╔══

//! Builder for constructing state machines.

use crate::builder::error::BuildError;
use crate::core::{Blackboard, StateGraph, StateId, TransitionHistory, DEFAULT_HISTORY_CAPACITY};
use crate::runtime::StateMachine;
use crate::validation::{collect_issues, validate, ValidationStrategy};
use tracing::warn;

#[derive(Debug, Clone)]
enum InitialValue {
    Bool(bool),
    Float(f32),
    Int(i32),
    Trigger,
}

/// Builder for constructing state machines with a fluent API.
///
/// Variables are registered in declaration order when
/// [`build`](Self::build) runs, so a duplicate name surfaces there as
/// [`BuildError::Definition`].
pub struct StateMachineBuilder {
    graph: StateGraph,
    entrypoint: Option<StateId>,
    variables: Vec<(String, InitialValue)>,
    history_capacity: usize,
    validation: ValidationStrategy,
}

impl StateMachineBuilder {
    /// Create a new builder over a wired state graph.
    pub fn new(graph: StateGraph) -> Self {
        Self {
            graph,
            entrypoint: None,
            variables: Vec::new(),
            history_capacity: DEFAULT_HISTORY_CAPACITY,
            validation: ValidationStrategy::default(),
        }
    }

    /// Set the entrypoint state (required).
    pub fn entrypoint(mut self, state: StateId) -> Self {
        self.entrypoint = Some(state);
        self
    }

    pub fn bool(self, name: impl Into<String>, initial: bool) -> Self {
        self.variable(name, InitialValue::Bool(initial))
    }

    pub fn float(self, name: impl Into<String>, initial: f32) -> Self {
        self.variable(name, InitialValue::Float(initial))
    }

    pub fn int(self, name: impl Into<String>, initial: i32) -> Self {
        self.variable(name, InitialValue::Int(initial))
    }

    pub fn trigger(self, name: impl Into<String>) -> Self {
        self.variable(name, InitialValue::Trigger)
    }

    /// Bound the transition history. Zero disables recording.
    pub fn history_capacity(mut self, capacity: usize) -> Self {
        self.history_capacity = capacity;
        self
    }

    /// Set how definition issues are handled.
    pub fn validation(mut self, strategy: ValidationStrategy) -> Self {
        self.validation = strategy;
        self
    }

    fn variable(mut self, name: impl Into<String>, initial: InitialValue) -> Self {
        self.variables.push((name.into(), initial));
        self
    }

    /// Build the state machine.
    /// Returns an error if required fields are missing or, under
    /// [`ValidationStrategy::Reject`], if the definition has issues.
    pub fn build(self) -> Result<StateMachine, BuildError> {
        let entrypoint = self.entrypoint.ok_or(BuildError::MissingEntrypoint)?;

        let mut blackboard = Blackboard::new();
        for (name, initial) in self.variables {
            match initial {
                InitialValue::Bool(value) => blackboard.register_bool(name, value)?,
                InitialValue::Float(value) => blackboard.register_float(name, value)?,
                InitialValue::Int(value) => blackboard.register_int(name, value)?,
                InitialValue::Trigger => blackboard.register_trigger(name)?,
            }
        }

        if self.validation != ValidationStrategy::Skip {
            let issues = collect_issues(&validate(&self.graph, &blackboard, entrypoint));

            if !issues.is_empty() {
                if self.validation == ValidationStrategy::Reject {
                    return Err(BuildError::InvalidDefinition(issues));
                }
                for issue in &issues {
                    warn!(%issue, "state machine definition issue");
                }
            }
        }

        let history = TransitionHistory::with_capacity(self.history_capacity);
        Ok(StateMachine::from_parts(
            self.graph, blackboard, entrypoint, history,
        )?)
    }
}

╚══

A verbatim repeat of all the entries above is the required answer.

> RESPONSE AREA
//! Builder for constructing state machines.

use crate::builder::error::BuildError;
use crate::core::{Blackboard, StateGraph, StateId, TransitionHistory, DEFAULT_HISTORY_CAPACITY};
use crate::runtime::StateMachine;
use crate::validation::{collect_issues, validate, ValidationStrategy};
use tracing::warn;

#[derive(Debug, Clone)]
enum InitialValue {
    Bool(bool),
    Float(f32),
    Int(i32),
    Trigger,
}

/// Builder for constructing state machines with a fluent API.
///
/// Variables are registered in declaration order when
/// [`build`](Self::build) runs, so a duplicate name surfaces there as
/// [`BuildError::Definition`].
pub struct StateMachineBuilder {
    graph: StateGraph,
    entrypoint: Option<StateId>,
    variables: Vec<(String, InitialValue)>,
    history_capacity: usize,
    validation: ValidationStrategy,
}

impl StateMachineBuilder {
    /// Create a new builder over a wired state graph.
    pub fn new(graph: StateGraph) -> Self {
        Self {
            graph,
            entrypoint: None,
            variables: Vec::new(),
            history_capacity: DEFAULT_HISTORY_CAPACITY,
            validation: ValidationStrategy::default(),
        }
    }

    /// Set the entrypoint state (required).
    pub fn entrypoint(mut self, state: StateId) -> Self {
        self.entrypoint = Some(state);
        self
    }

    pub fn bool(self, name: impl Into<String>, initial: bool) -> Self {
        self.variable(name, InitialValue::Bool(initial))
    }

    pub fn float(self, name: impl Into<String>, initial: f32) -> Self {
        self.variable(name, InitialValue::Float(initial))
    }

    pub fn int(self, name: impl Into<String>, initial: i32) -> Self {
        self.variable(name, InitialValue::Int(initial))
    }

    pub fn trigger(self, name: impl Into<String>) -> Self {
        self.variable(name, InitialValue::Trigger)
    }

    /// Bound the transition history. Zero disables recording.
    pub fn history_capacity(mut self, capacity: usize) -> Self {
        self.history_capacity = capacity;
        self
    }

    /// Set how definition issues are handled.
    pub fn validation(mut self, strategy: ValidationStrategy) -> Self {
        self.validation = strategy;
        self
    }

    fn variable(mut self, name: impl Into<String>, initial: InitialValue) -> Self {
        self.variables.push((name.into(), initial));
        self
    }

    /// Build the state machine.
    /// Returns an error if required fields are missing or, under
    /// [`ValidationStrategy::Reject`], if the definition has issues.
    pub fn build(self) -> Result<StateMachine, BuildError> {
        let entrypoint = self.entrypoint.ok_or(BuildError::MissingEntrypoint)?;

        let mut blackboard = Blackboard::new();
        for (name, initial) in self.variables {
            match initial {
                InitialValue::Bool(value) => blackboard.register_bool(name, value)?,
                InitialValue::Float(value) => blackboard.register_float(name, value)?,
                InitialValue::Int(value) => blackboard.register_int(name, value)?,
                InitialValue::Trigger => blackboard.register_trigger(name)?,
            }
        }

        if self.validation != ValidationStrategy::Skip {
            let issues = collect_issues(&validate(&self.graph, &blackboard, entrypoint));

            if !issues.is_empty() {
                if self.validation == ValidationStrategy::Reject {
                    return Err(BuildError::InvalidDefinition(issues));
                }
                for issue in &issues {
                    warn!(%issue, "state machine definition issue");
                }
            }
        }

        let history = TransitionHistory::with_capacity(self.history_capacity);
        Ok(StateMachine::from_parts(
            self.graph, blackboard, entrypoint, history,
        )?)
    }
}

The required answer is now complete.